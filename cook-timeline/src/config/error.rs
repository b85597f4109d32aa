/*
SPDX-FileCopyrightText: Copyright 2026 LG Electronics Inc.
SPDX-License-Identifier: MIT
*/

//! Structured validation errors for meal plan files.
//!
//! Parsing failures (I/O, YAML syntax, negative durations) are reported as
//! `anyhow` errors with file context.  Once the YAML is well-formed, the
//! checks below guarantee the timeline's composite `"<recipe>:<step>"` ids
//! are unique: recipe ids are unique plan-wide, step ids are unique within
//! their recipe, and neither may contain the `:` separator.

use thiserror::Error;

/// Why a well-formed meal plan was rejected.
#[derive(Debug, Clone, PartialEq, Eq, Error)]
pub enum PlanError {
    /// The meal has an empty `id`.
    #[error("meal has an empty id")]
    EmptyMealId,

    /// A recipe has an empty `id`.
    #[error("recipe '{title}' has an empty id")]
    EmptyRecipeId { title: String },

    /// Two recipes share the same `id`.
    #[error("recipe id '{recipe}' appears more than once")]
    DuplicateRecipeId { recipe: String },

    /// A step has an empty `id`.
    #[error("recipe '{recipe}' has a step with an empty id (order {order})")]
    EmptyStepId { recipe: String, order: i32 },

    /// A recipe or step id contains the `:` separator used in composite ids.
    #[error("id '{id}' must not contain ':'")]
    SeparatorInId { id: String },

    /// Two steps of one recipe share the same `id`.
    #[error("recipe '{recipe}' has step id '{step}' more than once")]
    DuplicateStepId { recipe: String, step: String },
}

> [WHAT IS EXPECTED]:
Reproduce, line for line, the material, starting at its first line, and end once the line holding "are unique within" has been output.

> [WRITTEN ANSWER]:
filename cook-timeline/src/config/error.rs
repository b85597f4109d32aa
/*
SPDX-FileCopyrightText: Copyright 2026 LG Electronics Inc.
SPDX-License-Identifier: MIT
*/

//! Structured validation errors for meal plan files.
//!
//! Parsing failures (I/O, YAML syntax, negative durations) are reported as
//! `anyhow` errors with file context.  Once the YAML is well-formed, the
//! checks below guarantee the timeline's composite `"<recipe>:<step>"` ids
//! are unique: recipe ids are unique plan-wide, step ids are unique within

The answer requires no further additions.